Multilingual Database Support With Unicode UTF-8

Multilingual Database Support With Unicode UTF-8

If you choose to store text as UTF-8 you will continue to use the CHAR, VARCHAR, and LONGVARCHAR relational types. You also need to consider such aspects as the Unicode support for the operating system on which your application runs, the string manipulation libraries available to your application, the PSQL access methods your application uses, any columns that may need a different data type, and so forth.

When to Use Unicode UTF-8

Unicode UTF-8 encoding is a good choice for the following:

•

You want to add new language support to an existing application but keep application changes fairly minimal. For example, you have a PSQL database with ANSI-only characters (English, for instance). You want to extend your application to include data in English, German, Polish, and Czech. UTF-8 provides compact storage requirements for European scripts because it requires, at most, two bytes per character.

•

A web application since many web platforms use UTF-8. Because Unicode UTF-8 is ASCII-compatible and compact for Latin-based language character sets, it is often used as a standard encoding for interchange of Unicode text.

•

A Linux or OS X application that supports UTF-8 string handling.

•

A PSQL server on OS X.

Unicode UTF-8 Support in PSQL

One of the code pages supported by PSQL is UTF-8. For UTF-8 text storage, you would set the DB code page for your PSQL database to UTF-8.

Note that with UTF-8, string storage is byte strings. For byte strings, PSQL provides the relational data types CHAR, VARCHAR, and LONGVARCHAR, and the Btrieve data types STRING and ZSTRING. See also Data Types in SQL Engine Reference. Columns will likely be wider when storing UTF-8 because European languages often require two bytes per character instead of a single byte for legacy code pages.

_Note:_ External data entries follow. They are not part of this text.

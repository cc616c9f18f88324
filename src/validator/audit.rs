use super::{overrides, weekly, Conflict, ConflictKind, OverrideClash, WeeklyCandidate};
use crate::model::{Availability, DateOverride};

/// Détecte les conflits entre enregistrements déjà stockés (instantané chargé d'un fichier).
pub(super) fn detect_conflicts(availability: &Availability) -> Vec<Conflict> {
    let mut out = Vec::new();

    for (idx, slot) in availability.weekly.iter().enumerate() {
        if slot.start >= slot.end {
            out.push(Conflict {
                kind: ConflictKind::Malformed,
                first: slot.id.clone(),
                second: None,
            });
            continue;
        }
        let rest = &availability.weekly[idx + 1..];
        let candidate = WeeklyCandidate::from(slot);
        // toutes les paires, pas seulement la première
        for other in rest.iter().filter(|o| o.start < o.end) {
            if weekly::has_weekly_overlap(std::slice::from_ref(other), &candidate) {
                out.push(Conflict {
                    kind: ConflictKind::WeeklyOverlap,
                    first: slot.id.clone(),
                    second: Some(other.id.clone()),
                });
            }
        }
    }

    for (idx, ov) in availability.overrides.iter().enumerate() {
        if is_malformed(ov) {
            out.push(Conflict {
                kind: ConflictKind::Malformed,
                first: ov.id.clone(),
                second: None,
            });
            continue;
        }
        let rest = &availability.overrides[idx + 1..];
        for other in rest.iter().filter(|o| !is_malformed(o)) {
            let kind = match overrides::find_override_conflict(std::slice::from_ref(other), ov) {
                None => continue,
                Some((_, OverrideClash::AllDay)) => ConflictKind::OverrideAllDay,
                Some((_, OverrideClash::Overlap)) => ConflictKind::OverrideOverlap,
            };
            out.push(Conflict {
                kind,
                first: ov.id.clone(),
                second: Some(other.id.clone()),
            });
        }
    }

    out
}

fn is_malformed(ov: &DateOverride) -> bool {
    if ov.is_all_day {
        return ov.start.is_some() || ov.end.is_some();
    }
    match ov.bounds() {
        Some((start, end)) => start >= end,
        None => true,
    }
}
//! # palisade-import: Provisioning importer
//!
//! Loads declarative provisioning documents -- the update-file format
//! directory deployments are seeded with -- into a policy domain:
//!
//! - [`parser`] turns the text format into [`AddOperation`]s
//! - [`importer`] maps operations onto rule lifecycle calls
//! - [`defaults`] ships the stock `allow_all` / `allow_systemd-user`
//!   entries
//!
//! # Example
//!
//! ```
//! use palisade_import::load_defaults;
//! use palisade_store::PolicyDomain;
//!
//! let domain = PolicyDomain::new();
//! let report = load_defaults(&domain)?;
//! assert_eq!(report.rules.len(), 2);
//! # Ok::<(), palisade_import::ImportError>(())
//! ```

pub mod defaults;
pub mod error;
pub mod importer;
pub mod parser;

pub use defaults::{load_defaults, DEFAULT_HBAC_DOCUMENT};
pub use error::{ImportError, Result};
pub use importer::{import_document, import_operations, ImportReport};
pub use parser::{parse_document, AddOperation};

All string data inserted by your application for existing CHAR, VARCHAR and LONGVARCHAR data types are interpreted as UTF-8 strings. You can configure the PSQL SQL access methods to automatically translate to UTF-8 (see Access Methods for Unicode UTF-8 Support).

When the database code page is UTF-8 and the client environment supports Unicode (wide character or UTF-8), SQL text supports Unicode characters in CHAR literals. With any other database code page, general Unicode characters must be in NCHAR literals.

Collation and Sorting

PSQL supports only code point order for collation and sorting with UTF-8 storage.

Access Methods for Unicode UTF-8 Support

The PSQL access methods ODBC, JDBC, and ADO.NET support translation to UTF-8 storage. These access methods exchange text values with the application as UCS-2 wide character strings or as legacy byte strings for the ANSI ODBC drivers. When properly configured, the access methods translate the application text values to UTF-8 for transmission to the storage engine.

•

If your application uses the ANSI ODBC driver on Windows, all data will be converted by the Windows Driver Manager to the client legacy code page for byte strings. This results in the loss of any characters that are not in the legacy character set. You may also need to convert your application to use the Unicode ODBC driver.

•

If your application uses the ANSI ODBC driver on Linux or OS X, you should set the app locale to use UTF-8 as the string encoding. For completeness, also declare pvtranslate=auto in the connection string and declare the database code page to be UTF-8.

•

For JDBC, your application needs to specify pvtranslate=auto in the connection string to the JDBC driver. See Connection String Overview in JDBC Driver Guide.

•

For ADO.NET, your application needs to specify pvtranslate=auto in the connection string to the database engine. See Adding Connections in Data Provider for .NET Guide.

Migrating an Existing Database to Unicode UTF-8

All text data must be converted from any legacy code page to UTF-8. Columns will likely need to be widened to accommodate the longer UTF-8 byte strings. Any non-ASCII metadata, such as table names, must be converted from the legacy code page to UTF-8. Given these combined changes, it is reasonable to migrate the database by copying from the old schema, using the legacy code page, to the new schema with UTF-8 as the database code page.

Note In the special case where all existing data and metadata is pure ASCII, it is possible to just change the database code page to UTF-8.

All existing (7-bit) ASCII byte strings are also valid UTF-8 byte strings.